Jay Shim,Grant Kruttschnitt,Alyssa Ma,Daniel Kim,Benjamin Chek,Athul Anand,Kevin Zhu,Sean O'Brien
Abstract:Rapidly increasing model scales coupled with steering methods such as chain-of-thought prompting have led to drastic improvements in language model reasoning. At the same time, models struggle with compositional generalization and are far from human performance on many reasoning-based benchmarks. Leveraging the success of chain-of-thought prompting, and also taking inspiration from context-aware decoding (CAD), we explore input-based contrasting methods to further encourage the type of reasoning induced by chain-of-thought prompting. While work remains to stabilize these results across datasets and models, the improvements we find warrant further investigation into input-based steering methods for context-aware reasoning.
What problem does this paper attempt to address?

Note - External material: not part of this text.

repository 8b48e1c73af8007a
#![forbid(unsafe_code)]

pub mod config;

The problem that this paper attempts to solve is to improve the reasoning ability in large - scale language models, especially by combining Chain - of - Thought (CoT) prompting and Context - Aware Decoding (CAD) techniques to achieve this goal. Although current language models have achieved significant improvements in reasoning performance through the Chain - of - Thought prompting method while their scale is constantly expanding, they still have difficulties in combinatorial generalization and are far from reaching human performance levels in many reasoning - based benchmark tests. Therefore, the paper explores input - based contrastive methods to further promote the type of reasoning triggered by Chain - of - Thought prompting, especially in cases where the context contradicts prior knowledge, ensuring that the introduction of Chain - of - Thought prompting does not weaken the output derived from the given context. The ultimate goal is to create faithful models that can accurately perform mathematical and reasoning tasks while avoiding misreading of key context cues.
Specifically, the paper attempts to solve the problem through the following points:
1. **Combining CoT and CAD**: Utilize the ability of CoT prompting to capture sequence dependencies, combined with the discrimination ability of CAD, especially when the context contradicts previous knowledge, to ensure that the introduction of CoT prompting does not damage the context - based output.
2. **Contrastive experiments**: By comparing expert prompts (i.e., 8 - shot CoT prompts) and different types of amateur prompts (i.e., no context, 8 - shot CoT prompts with omitted questions, 8 - shot prompts without CoT reasoning), study how these methods affect the reasoning performance of the model.
3. **Evaluating model performance**: Evaluate the performance of the model on multiple datasets, including GSM8K, AQuA, and CommonSenseQA, which focus on mathematical problems, multiple - choice questions, and common - sense reasoning problems respectively.
Through these methods, the paper aims to improve the accuracy and reliability of large - scale language models when handling tasks that require reasoning.